September 2022 Dividend Income Update
Hey Readers,
Welcome to my September 2022 dividend income update.
These are some of my favourite updates I make during the year!
You can check out my previous income post here, where I highlighted a slight change to our portfolio that should be yet another enabler to growing our dividend income stream…
Here are some more reader questions in my inbox for this month’s update.
September 2022 Dividend Income Update
Mark, I read your post last month. That’s a lot of accounts to manage. Do you invest any differently in each of those accounts and if so, how?
Great question.
You are correct, it’s quite a bit to manage but a good problem to have!
To summarize, here are our accounts and how we generally invest in them:
- x1 – my defined benefit pension (DB) plan from work (about 21 years in at the time of this post). My DB pension is affiliated with some of the largest pension plans in Canada but has a more conservative asset mix, closer to a traditional 60/40 balanced portfolio.

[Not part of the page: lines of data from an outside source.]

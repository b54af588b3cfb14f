use axum::{
    http::StatusCode,
    response::{IntoResponse, Response},
    Json,
};
use serde_json::json;
use thiserror::Error;
use tracing::error;
use crate::validation::ValidationError;

#[derive(Error, Debug)]
pub enum ApiError {
    #[error("Invalid request: {0}")]
    BadRequest(String),

    #[error("Unauthorized: {0}")]
    Unauthorized(String),

    #[error("{0}")]
    Forbidden(String),

    #[error("Resource not found: {0}")]
    NotFound(String),

    #[error("Database error: {0}")]
    Database(#[from] sqlx::Error),

    #[error("Internal server error: {0}")]
    Internal(String),
}

impl IntoResponse for ApiError {
    fn into_response(self) -> Response {
        let (status, message) = match &self {
            ApiError::BadRequest(_) => (StatusCode::BAD_REQUEST, self.to_string()),
            ApiError::Unauthorized(_) => (StatusCode::UNAUTHORIZED, self.to_string()),
            ApiError::Forbidden(_) => (StatusCode::FORBIDDEN, self.to_string()),
            ApiError::NotFound(_) => (StatusCode::NOT_FOUND, self.to_string()),
            ApiError::Database(e) => {
                error!("Database error: {}", e);
                (StatusCode::INTERNAL_SERVER_ERROR, "Database error occurred".to_string())
            }
            ApiError::Internal(e) => {
                error!("Internal error: {}", e);
                (StatusCode::INTERNAL_SERVER_ERROR, "Internal server error".to_string())
            }
        };

        let body = Json(json!({
            "error": message,
        }));

        (status, body).into_response()
    }
}

impl From<ValidationError> for ApiError {
    fn from(err: ValidationError) -> Self {
        ApiError::BadRequest(err.to_string())
    }
}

If I leave the full-time workforce before age 55, I will be forced with a few decisions including commuting my pension.
Further Reading: Should I take the commuted value of my pension?

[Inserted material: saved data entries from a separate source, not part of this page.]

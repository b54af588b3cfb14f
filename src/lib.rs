pub mod api;
pub mod cache;
pub mod config;
pub mod db;
pub mod models;
pub mod repository;
pub mod service;
pub mod state;
pub mod validation;

#[cfg(test)]
pub mod tests;

pub use db::connection;
pub use db::migration;
pub use models::{Comment, Guest};
pub use api::error::ApiError;
pub use api::response::ApiResponse;
pub use api::route::create_router;
pub use state::AppState;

- x1 – my wife’s defined contribution (DC) pension plan from work (also about 20 years contributed). My wife’s DC pension is invested, where possible, in indexed mutual funds in a mix of domestic equities (30%), U.S. and international equities (50%), and a Canadian bond index fund (20%). When she leaves the full-time workforce the value of her DC pension will come with her.
- x1 – my Locked-In Retirement Account (LIRA). I’ve owned a few different assets inside this account over the last 20+ years but in recent years, I own mostly U.S. stocks, including some tech via a low-cost U.S. ETF.

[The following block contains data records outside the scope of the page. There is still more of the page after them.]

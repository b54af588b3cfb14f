use std::time::Instant;
use wedding_invitation_service::{config::Config, db::connection, state::AppState, Guest};

// Seeds a few guests and shows the guest cache at work.
#[tokio::main]
async fn main() -> Result<(), Box<dyn std::error::Error>> {
    let config = Config::from_env();

    println!("Establishing database connection to {}...", config.database_url);
    let pool = connection::establish_connection(&config.database_url).await?;
    println!("✅ Database connection established!");

    let state = AppState::new(config, pool);

    let guests = vec![
        Guest { plus_ones: 1, ..Guest::new("Jane Doe") },
        Guest { dietary_restrictions: Some("vegetarian".to_string()), ..Guest::new("John Smith") },
        Guest::new("Ana Souza"),
    ];

    let mut to_create = Vec::new();
    for guest in guests {
        if state.guests.get_guest_by_name(&guest.name).await?.is_some() {
            println!("Skipping {}, already on the list", guest.name);
        } else {
            to_create.push(guest);
        }
    }

    if !to_create.is_empty() {
        state.guests.bulk_create_guests(&mut to_create).await?;
        println!("✅ Created {} guests", to_create.len());
    }

    let start = Instant::now();
    let all = state.guests.get_all_guests().await?;
    println!("First lookup: {} guests in {:?}", all.len(), start.elapsed());

    let start = Instant::now();
    let all = state.guests.get_all_guests().await?;
    println!("Cached lookup: {} guests in {:?}", all.len(), start.elapsed());

    for guest in &all {
        println!("  - {} (id {}, plus ones {})", guest.name, guest.id, guest.plus_ones);
    }

    Ok(())
}
use crate::cache::GuestCache;
use crate::models::Guest;
use tracing::info;

/// Guest business logic; every read and write goes through the guest cache.
pub struct GuestService {
    guest_cache: GuestCache,
}

impl GuestService {
    pub fn new(guest_cache: GuestCache) -> Self {
        Self { guest_cache }
    }

    pub async fn get_guest_by_name(&self, name: &str) -> Result<Option<Guest>, sqlx::Error> {
        self.guest_cache.get_by_name(name).await
    }

    pub async fn get_all_guests(&self) -> Result<Vec<Guest>, sqlx::Error> {
        self.guest_cache.get_all().await
    }

    pub async fn create_guest(&self, guest: &mut Guest) -> Result<(), sqlx::Error> {
        self.guest_cache.create(guest).await
    }

    pub async fn update_guest(&self, guest: &mut Guest) -> Result<(), sqlx::Error> {
        self.guest_cache.update(guest).await
    }

    pub async fn bulk_create_guests(&self, guests: &mut [Guest]) -> Result<(), sqlx::Error> {
        self.guest_cache.bulk_create(guests).await
    }

    pub async fn bulk_update_guests(&self, guests: &mut [Guest]) -> Result<(), sqlx::Error> {
        self.guest_cache.bulk_update(guests).await
    }

    pub async fn mark_invitation_opened(&self, name: &str) -> Result<(), sqlx::Error> {
        self.guest_cache.mark_invitation_opened(name).await
    }

    /// Resolve a guest who is allowed in; `None` when the name is not on the list.
    pub async fn validate_guest_access(&self, name: &str) -> Result<Option<Guest>, sqlx::Error> {
        self.get_guest_by_name(name).await
    }

    /// Set a guest's attendance answer. Returns `None` for an unknown guest.
    pub async fn record_rsvp(&self, name: &str, attending: bool) -> Result<Option<Guest>, sqlx::Error> {
        let Some(mut guest) = self.get_guest_by_name(name).await? else {
            return Ok(None);
        };

        guest.attending = Some(attending);
        self.update_guest(&mut guest).await?;
        info!("Recorded RSVP for {}: attending = {}", name, attending);

        Ok(Some(guest))
    }
}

- x2 – RRSPs. We own a mix of Canadian and U.S. dividend stocks, and some low-cost ETFs.
- x2 – TFSAs. We own mostly Canadian dividend paying stocks, and low-cost ETF XAW.
- x2 – taxable accounts. We own just Canadian dividend paying stocks here.
- x1 – corporation; soon to be corporate investment account TBC. I’m not yet invested inside this account. For now, I’m using this account to build up a bit of a cash wedge approaching semi-retirement.
Further Reading: How much cash should you keep?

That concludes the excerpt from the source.